Dados da Secretaria de Segurança Pública mostram que em 2020 a cidade registrou pelo menos 26 crimes de roubo e furto por dia
A sensação de insegurança em centros urbanos é um problema crescente, e Ribeirão Preto não é exceção. Um método cada vez mais comum para combater essa insegurança é a instalação de concertinas em residências, comércios e condomínios.
Concertinas: Uma solução para a insegurança?
Em Ribeirão Preto, as concertinas estão presentes em diversos locais, de escolas a condomínios. Para o síndico de um condomínio na zona leste, Rafael Santana, as concertinas são um investimento fundamental, inibindo a ação de criminosos. A presença de concertinas, assim como cercas eletrificadas, visa criar uma barreira física e psicológica, aumentando a sensação de segurança dos moradores.

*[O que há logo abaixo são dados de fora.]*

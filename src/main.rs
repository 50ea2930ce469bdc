//! Thin CLI entrypoint.
//!
//! The HTTP/WebSocket control surface (C7) is an external collaborator and
//! lives outside this crate; this binary only exposes diagnostic access to
//! the core so it can be exercised without standing up a server.

use std::io::Read;
use std::process::ExitCode;

use clap::{Parser, Subcommand};
use tracing_subscriber::{layer::SubscriberExt, util::SubscriberInitExt};

use agentd::interpreter;

#[derive(Parser)]
#[command(name = "agentd", about = "Orchestration control plane core")]
struct Cli {
    #[arg(short, long, global = true)]
    verbose: bool,

    #[command(subcommand)]
    command: Command,
}

#[derive(Subcommand)]
enum Command {
    /// Run the output interpreter over a chunk of text (stdin or --file) and
    /// print detected attention items, assist, directives and cues as JSON.
    Interpret {
        #[arg(long)]
        file: Option<String>,
        #[arg(long, default_value = "session")]
        session_id: String,
    },
}

fn init_logging(verbose: bool) {
    let log_level = if verbose {
        tracing::Level::DEBUG
    } else {
        tracing::Level::INFO
    };

    let fmt_layer = tracing_subscriber::fmt::layer()
        .with_target(false)
        .compact();

    let filter_layer =
        tracing_subscriber::EnvFilter::from_default_env().add_directive(log_level.into());

    let _ = tracing_subscriber::registry()
        .with(filter_layer)
        .with(fmt_layer)
        .try_init();
}

fn main() -> ExitCode {
    let cli = Cli::parse();
    init_logging(cli.verbose);

    match run(cli.command) {
        Ok(()) => ExitCode::from(0),
        Err(err) => {
            tracing::error!(%err, "command failed");
            ExitCode::from(1)
        }
    }
}

fn run(command: Command) -> anyhow::Result<()> {
    match command {
        Command::Interpret { file, session_id } => {
            let text = match file {
                Some(path) => std::fs::read_to_string(path)?,
                None => {
                    let mut buf = String::new();
                    std::io::stdin().read_to_string(&mut buf)?;
                    buf
                }
            };

            let mut scanner = interpreter::Scanner::new(session_id);
            let report = scanner.feed(text.as_bytes());
            println!("{}", serde_json::to_string_pretty(&report)?);
            Ok(())
        }
    }
}
//! Piped (non-pty) subprocess fallback used when a real pseudo-terminal
//! cannot be allocated (restricted sandboxes, containers without `openpty`).

use std::path::Path;
use std::sync::Arc;

use anyhow::{Context, Result};
use tokio::io::{AsyncRead, AsyncReadExt, AsyncWriteExt};
use tokio::process::{Child, ChildStdin, Command};
use tokio::sync::Mutex;
use tokio::time::{timeout, Duration};

type OutputBuffer = Arc<Mutex<Vec<u8>>>;

const OUTPUT_CAP_BYTES: usize = 1_048_576;

pub struct PipedShellHandle {
    stdin: Arc<Mutex<Option<ChildStdin>>>,
    output: OutputBuffer,
    child: Arc<Mutex<Option<Child>>>,
}

impl PipedShellHandle {
    pub async fn spawn<'a>(
        binary: &str,
        args: &[String],
        working_dir: &Path,
        env: impl IntoIterator<Item = (&'a String, &'a String)>,
    ) -> Result<Self> {
        let mut command = Command::new(binary);
        command
            .args(args)
            .current_dir(working_dir)
            .stdin(std::process::Stdio::piped())
            .stdout(std::process::Stdio::piped())
            .stderr(std::process::Stdio::piped());

        for (key, value) in env {
            command.env(key, value);
        }

        let mut child = command.spawn().context("spawn piped subprocess")?;

        let stdin = child.stdin.take().context("missing stdin")?;
        let stdout = child.stdout.take().context("missing stdout")?;
        let stderr = child.stderr.take().context("missing stderr")?;

        let output = Arc::new(Mutex::new(Vec::new()));
        let handle = Self {
            stdin: Arc::new(Mutex::new(Some(stdin))),
            output: output.clone(),
            child: Arc::new(Mutex::new(Some(child))),
        };

        spawn_drain(stdout, output.clone());
        spawn_drain(stderr, output);

        Ok(handle)
    }

    pub async fn write(&self, data: &[u8]) -> Result<()> {
        let mut guard = self.stdin.lock().await;
        match guard.as_mut() {
            Some(stdin) => {
                stdin.write_all(data).await?;
                stdin.flush().await?;
                Ok(())
            }
            None => Err(anyhow::anyhow!("piped shell stdin unavailable")),
        }
    }

    pub async fn read(&self) -> Result<Vec<u8>> {
        let mut buffer = self.output.lock().await;
        if buffer.is_empty() {
            return Ok(Vec::new());
        }
        Ok(std::mem::take(&mut buffer))
    }

    pub async fn read_with_timeout(&self, timeout_ms: u64) -> Result<Vec<u8>> {
        match timeout(Duration::from_millis(timeout_ms), self.read()).await {
            Ok(result) => result,
            Err(_) => Ok(Vec::new()),
        }
    }

    pub async fn is_running(&self) -> bool {
        match self.child.lock().await.as_mut() {
            Some(child) => matches!(child.try_wait(), Ok(None)),
            None => false,
        }
    }

    pub async fn shutdown(self) -> Result<()> {
        if let Some(mut child) = self.child.lock().await.take() {
            let _ = child.kill().await;
        }
        Ok(())
    }
}

fn spawn_drain<R>(mut reader: R, output: OutputBuffer)
where
    R: AsyncRead + Unpin + Send + 'static,
{
    tokio::spawn(async move {
        let mut buffer = vec![0u8; 4096];
        loop {
            match reader.read(&mut buffer).await {
                Ok(0) => break,
                Ok(n) => {
                    let mut out = output.lock().await;
                    out.extend_from_slice(&buffer[..n]);
                    if out.len() > OUTPUT_CAP_BYTES {
                        let drop_count = out.len() - OUTPUT_CAP_BYTES;
                        out.drain(..drop_count);
                    }
                }
                Err(err) => {
                    tracing::debug!("piped shell read error: {err}");
                    break;
                }
            }
        }
    });
}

O crescimento do mercado e os números da violência
O aumento da insegurança tem impulsionado o mercado de concertinas. Uma fábrica local registrou crescimento de 20% nas vendas no último ano, representando 60% de sua receita. Dados da Secretaria de Segurança Pública do Estado apontam que em 2020, Ribeirão Preto registrou pelo menos 26 crimes de roubo e furto por dia, um número superior a cidades do mesmo porte como São José dos Campos e Sorocaba. A Secretaria afirma que irá apurar esses dados juntamente com as polícias civil e militar para identificar possíveis soluções.
Leia também
A cidade cercada: reflexões sobre segurança e liberdade
O uso de concertinas, segundo o historiador Sérgio Marques Gonçalves, reflete uma mudança na arquitetura urbana e na dinâmica social da cidade. A priorização da segurança individual, através de medidas como concertinas, câmeras e sensores, tem levado ao isolamento e à redução da convivência social, com praças abandonadas e ruas pouco movimentadas. A sensação de segurança para quem está dentro dessas estruturas de proteção contrasta com a sensação de insegurança e exclusão para aqueles que estão fora. A busca por segurança, portanto, tem transformado a paisagem urbana e impactado a vida social em Ribeirão Preto, levantando questionamentos sobre o equilíbrio entre segurança e liberdade.